Вот что в общих чертах я могу сказать в свою пользу. Прежде всего, не стоит, наверное, напоминать, что я служу в означенной миссии уже 13 лет. Я знаю, что длительность службы и череда прожитых лет еще не составляют сколько-нибудь уважительной причины.
Не стану ссылаться на благосклонные отзывы о себе, кои начальство миссии имело любезность неоднократно сообщать вашему сиятельству. Свидетельства сии могли быть лишь выражением личного расположения ко мне.
Но имеются иные обстоятельства, кои бы я желал привести в поддержку своей просьбы.

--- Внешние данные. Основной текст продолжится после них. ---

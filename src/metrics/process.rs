//! Process counts from the /proc directory listing and /proc/stat.

use std::path::PathBuf;

use serde::Serialize;

use super::{parse_u64, ParseError};

#[derive(Debug, Clone, Copy, Default, PartialEq, Eq, Serialize)]
pub struct ProcessSnapshot {
    /// Processes that exist (numeric /proc entries)
    pub count: u64,
    /// Runnable tasks (`procs_running`)
    pub running: u64,
    /// Tasks blocked on I/O (`procs_blocked`)
    pub blocked: u64,
}

/// Extracts `(procs_running, procs_blocked)` from /proc/stat.
pub fn parse_proc_counts(content: &str) -> Result<(u64, u64), ParseError> {
    let mut running = None;
    let mut blocked = None;

    for line in content.lines() {
        let mut parts = line.split_whitespace();
        let slot = match parts.next() {
            Some("procs_running") => &mut running,
            Some("procs_blocked") => &mut blocked,
            _ => continue,
        };
        let value = parts
            .next()
            .ok_or_else(|| ParseError::new(format!("truncated line {:?}", line)))?;
        *slot = Some(parse_u64(value, "procs")?);
    }

    Ok((
        running.ok_or_else(|| ParseError::new("missing procs_running"))?,
        blocked.ok_or_else(|| ParseError::new("missing procs_blocked"))?,
    ))
}

/// Counts entries whose file name is a PID.
pub fn count_pid_entries(entries: &[PathBuf]) -> u64 {
    entries
        .iter()
        .filter_map(|p| p.file_name().and_then(|n| n.to_str()))
        .filter(|name| !name.is_empty() && name.bytes().all(|b| b.is_ascii_digit()))
        .count() as u64
}
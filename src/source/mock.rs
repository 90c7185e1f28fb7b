//! In-memory mock filesystem for testing collectors without real `/proc`.
//!
//! Files can be added, rewritten and removed through a shared reference, so a
//! test can hand an `Arc<MockFs>` to a sampler and keep mutating the tree
//! between ticks.

use std::collections::{HashMap, HashSet};
use std::io;
use std::path::{Path, PathBuf};
use std::sync::{PoisonError, RwLock};

use super::FileSystem;

#[derive(Debug, Default)]
struct Tree {
    files: HashMap<PathBuf, String>,
    directories: HashSet<PathBuf>,
}

impl Tree {
    fn add_parents(&mut self, path: &Path) {
        let mut parent = path.parent();
        while let Some(p) = parent {
            if !p.as_os_str().is_empty() {
                self.directories.insert(p.to_path_buf());
            }
            parent = p.parent();
        }
    }
}

/// In-memory filesystem for testing.
#[derive(Debug, Default)]
pub struct MockFs {
    tree: RwLock<Tree>,
}

impl MockFs {
    pub fn new() -> Self {
        Self::default()
    }

    /// Adds or replaces a file. Parent directories are created as needed.
    pub fn add_file(&self, path: impl AsRef<Path>, content: impl Into<String>) {
        let path = path.as_ref().to_path_buf();
        let mut tree = self.tree.write().unwrap_or_else(PoisonError::into_inner);
        tree.add_parents(&path);
        tree.files.insert(path, content.into());
    }

    /// Adds an empty directory.
    pub fn add_dir(&self, path: impl AsRef<Path>) {
        let path = path.as_ref().to_path_buf();
        let mut tree = self.tree.write().unwrap_or_else(PoisonError::into_inner);
        tree.add_parents(&path);
        tree.directories.insert(path);
    }

    /// Removes a file; later reads fail with `NotFound`.
    pub fn remove_file(&self, path: impl AsRef<Path>) {
        let mut tree = self.tree.write().unwrap_or_else(PoisonError::into_inner);
        tree.files.remove(path.as_ref());
    }

    /// A small but complete `/proc` tree: two physical disks with a
    /// partition, a loop device, a device-mapper volume, two interfaces and
    /// three processes.
    pub fn typical_system() -> Self {
        let fs = Self::new();
        fs.add_file(
            "/proc/stat",
            "\
cpu  10000 500 3000 80000 1000 200 100 0 0 0
cpu0 5000 250 1500 40000 500 100 50 0 0 0
cpu1 5000 250 1500 40000 500 100 50 0 0 0
intr 123456 0 0 0
ctxt 500000
btime 1700000000
processes 10000
procs_running 2
procs_blocked 1
",
        );
        fs.add_file(
            "/proc/meminfo",
            "\
MemTotal:       16384000 kB
MemFree:         2048000 kB
MemAvailable:    8192000 kB
Buffers:          512000 kB
Cached:          4096000 kB
SwapTotal:       4096000 kB
SwapFree:        4096000 kB
HugePages_Total:       0
Hugepagesize:       2048 kB
",
        );
        fs.add_file(
            "/proc/diskstats",
            "\
   8       0 sda 1234 0 56789 100 5678 0 98765 200 0 150 300 0 0 0 0
   8       1 sda1 1000 0 50000 80 5000 0 90000 180 0 130 260 0 0 0 0
 259       0 nvme0n1 9999 0 123456 500 8888 0 654321 400 5 1000 2000 0 0 0 0
   7       0 loop0 40 0 880 4 0 0 0 0 0 12 4 0 0 0 0
 253       0 dm-0 500 0 4000 10 600 0 4800 20 0 30 30 0 0 0 0
",
        );
        fs.add_file(
            "/proc/net/dev",
            "\
Inter-|   Receive                                                |  Transmit
 face |bytes    packets errs drop fifo frame compressed multicast|bytes    packets errs drop fifo colls carrier compressed
    lo: 1234567     1234    0    0    0     0          0         0  1234567     1234    0    0    0     0       0          0
  eth0: 9876543     5678    1    2    0     0          0        10 87654321     4321    3    4    0     0       0          0
",
        );
        for pid in [1, 42, 1234] {
            fs.add_file(format!("/proc/{}/stat", pid), "");
        }
        fs.add_dir("/proc/self");
        fs
    }
}

impl FileSystem for MockFs {
    fn read_to_string(&self, path: &Path) -> io::Result<String> {
        let tree = self.tree.read().unwrap_or_else(PoisonError::into_inner);
        tree.files.get(path).cloned().ok_or_else(|| {
            io::Error::new(
                io::ErrorKind::NotFound,
                format!("file not found: {:?}", path),
            )
        })
    }

    fn read_dir(&self, path: &Path) -> io::Result<Vec<PathBuf>> {
        let tree = self.tree.read().unwrap_or_else(PoisonError::into_inner);
        if !tree.directories.contains(path) {
            return Err(io::Error::new(
                io::ErrorKind::NotFound,
                format!("directory not found: {:?}", path),
            ));
        }

        let mut entries = HashSet::new();
        for file_path in tree.files.keys() {
            if file_path.parent() == Some(path) {
                entries.insert(file_path.clone());
            }
        }
        for dir_path in &tree.directories {
            if dir_path.parent() == Some(path) {
                entries.insert(dir_path.clone());
            }
        }

        Ok(entries.into_iter().collect())
    }
}

#[cfg(test)]
mod tests {
    use super::*;

    #[test]
    fn test_mock_fs_add_and_replace_file() {
        let fs = MockFs::new();
        fs.add_file("/proc/meminfo", "MemTotal: 16384 kB\n");
        assert_eq!(
            fs.read_to_string(Path::new("/proc/meminfo")).unwrap(),
            "MemTotal: 16384 kB\n"
        );

        fs.add_file("/proc/meminfo", "MemTotal: 1 kB\n");
        assert_eq!(
            fs.read_to_string(Path::new("/proc/meminfo")).unwrap(),
            "MemTotal: 1 kB\n"
        );
    }

    #[test]
    fn test_mock_fs_read_dir() {
        let fs = MockFs::new();
        fs.add_file("/proc/1/stat", "stat content");
        fs.add_file("/proc/1/status", "status content");
        fs.add_file("/proc/2/stat", "stat content 2");

        let proc_entries = fs.read_dir(Path::new("/proc")).unwrap();
        assert_eq!(proc_entries.len(), 2);

        let proc1_entries = fs.read_dir(Path::new("/proc/1")).unwrap();
        assert_eq!(proc1_entries.len(), 2);
    }

    #[test]
    fn test_mock_fs_remove_file() {
        let fs = MockFs::new();
        fs.add_file("/proc/stat", "cpu 1 2 3 4");
        fs.remove_file("/proc/stat");

        let err = fs.read_to_string(Path::new("/proc/stat")).unwrap_err();
        assert_eq!(err.kind(), io::ErrorKind::NotFound);
    }

    #[test]
    fn test_mock_fs_missing_dir() {
        let fs = MockFs::new();
        let err = fs.read_dir(Path::new("/proc")).unwrap_err();
        assert_eq!(err.kind(), io::ErrorKind::NotFound);
    }
}
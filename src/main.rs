//! hostprom - exposes Linux host metrics for Prometheus.
//!
//! Samples /proc once per second and serves the latest values on
//! `http://<listen>/metrics`.

use std::net::{Ipv4Addr, SocketAddr};
use std::path::PathBuf;
use std::sync::atomic::{AtomicBool, Ordering};
use std::sync::Arc;

use anyhow::{anyhow, Context, Result};
use clap::Parser;
use tracing::{info, warn, Level};
use tracing_subscriber::EnvFilter;

use hostprom::metrics::HostSample;
use hostprom::sampler::SAMPLE_INTERVAL;
use hostprom::server::{self, DEFAULT_PORT};
use hostprom::{MetricsContext, ProcSource, RealFs, Sampler};

/// Prometheus exporter for host CPU, memory, disk, network and process metrics
#[derive(Parser, Debug)]
#[command(name = "hostprom")]
#[command(author, version, about, long_about = None)]
struct Args {
    /// Address to serve /metrics on
    #[arg(short, long, default_value_t = SocketAddr::from((Ipv4Addr::UNSPECIFIED, DEFAULT_PORT)))]
    listen: SocketAddr,

    /// Root of the proc filesystem to read counters from
    #[arg(long, default_value = "/proc")]
    proc_path: PathBuf,

    /// Print one JSON sample to stdout and exit instead of serving
    #[arg(long)]
    once: bool,

    /// Increase logging verbosity (-v for debug, -vv for trace)
    #[arg(short, long, action = clap::ArgAction::Count)]
    verbose: u8,

    /// Only log errors
    #[arg(short, long)]
    quiet: bool,
}

fn init_logging(verbose: u8, quiet: bool) -> Result<()> {
    let level = if quiet {
        Level::ERROR
    } else {
        match verbose {
            0 => Level::INFO,
            1 => Level::DEBUG,
            _ => Level::TRACE,
        }
    };

    let filter = EnvFilter::from_default_env().add_directive(
        format!("hostprom={}", level)
            .parse()
            .context("Invalid log directive")?,
    );

    tracing_subscriber::fmt()
        .with_env_filter(filter)
        .with_target(false)
        .init();
    Ok(())
}

/// Takes two samples one interval apart so CPU usage is meaningful.
fn print_once(source: &ProcSource<RealFs>) -> Result<()> {
    let first = HostSample::collect(source, None).context("Failed to read counters")?;
    std::thread::sleep(SAMPLE_INTERVAL);
    let sample =
        HostSample::collect(source, first.cpu.as_ref()).context("Failed to read counters")?;

    println!("{}", serde_json::to_string_pretty(&sample)?);
    Ok(())
}

#[tokio::main]
async fn main() -> Result<()> {
    let args = Args::parse();
    init_logging(args.verbose, args.quiet)?;

    let source = ProcSource::new(RealFs::new(), &args.proc_path);

    if args.once {
        return print_once(&source);
    }

    info!("hostprom {} starting", env!("CARGO_PKG_VERSION"));
    info!(
        listen = %args.listen,
        proc = %args.proc_path.display(),
        interval_ms = SAMPLE_INTERVAL.as_millis() as u64,
        "Config"
    );

    let ctx = Arc::new(MetricsContext::new().context("Failed to register metrics")?);
    let listener = server::bind(args.listen).await?;

    let mut sampler = Sampler::new(source, Arc::clone(&ctx));
    if let Err(e) = sampler.publish_total_memory() {
        warn!(error = %e, "Total memory unavailable at startup, retrying every tick");
    }

    let shutdown = Arc::new(AtomicBool::new(false));
    let sampler_shutdown = Arc::clone(&shutdown);
    let sampler_handle = std::thread::Builder::new()
        .name("sampler".to_string())
        .spawn(move || sampler.run(&sampler_shutdown, SAMPLE_INTERVAL))
        .context("Failed to spawn sampler thread")?;

    let signal_shutdown = Arc::clone(&shutdown);
    let served = server::serve(listener, ctx, async move {
        if let Err(e) = tokio::signal::ctrl_c().await {
            warn!(error = %e, "Failed to listen for shutdown signal");
            std::future::pending::<()>().await;
        }
        info!("Received shutdown signal");
        signal_shutdown.store(true, Ordering::SeqCst);
    })
    .await;

    shutdown.store(true, Ordering::SeqCst);
    sampler_handle
        .join()
        .map_err(|_| anyhow!("Sampler thread panicked"))?;

    served.context("Exposition server failed")?;
    info!("Shutdown complete");
    Ok(())
}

Так, например, позвольте заметить вашему сиятельству, что в течение 7 лет, то есть после отъезда графа Воронцова, именно мне в основном поручалось вести политическую переписку, коей начальство миссии, с того самого времени постоянно менявшееся, имело честь сноситься с вашим сиятельством. Осмелюсь даже добавить, не опасаясь быть уличенным во лжи, что из докладов, остановивших на себе особое внимание и заслуживших одобрение вашего сиятельства, редкий был составлен не мною: мне принадлежит полное освещение греческого вопроса, а также дел сей страны. Г-н Потемкин с присущей ему честностью всегда охотно признавал сей факт и, разумеется, его не откажется подтвердить князь Гагарин, отличающийся не меньшим великодушием и прямотой. Ежели я позволяю себе остановиться на этом обстоятельстве, то единственно потому, что оно доказывает выше всяких похвал благосклонное мнение обо мне сих двух начальников, а также их постоянное доверие ко мне.
А теперь, милостивый государь граф, позвольте объяснить, почему я желал бы получить место г-на Крюденера предпочтительнее всякому иному. Осмелюсь признаться вашему сиятельству, что могу воспользоваться великодушным расположением, коим вы изволили меня удостоить, только при условии получения именно сей милости, к коей я стремлюсь.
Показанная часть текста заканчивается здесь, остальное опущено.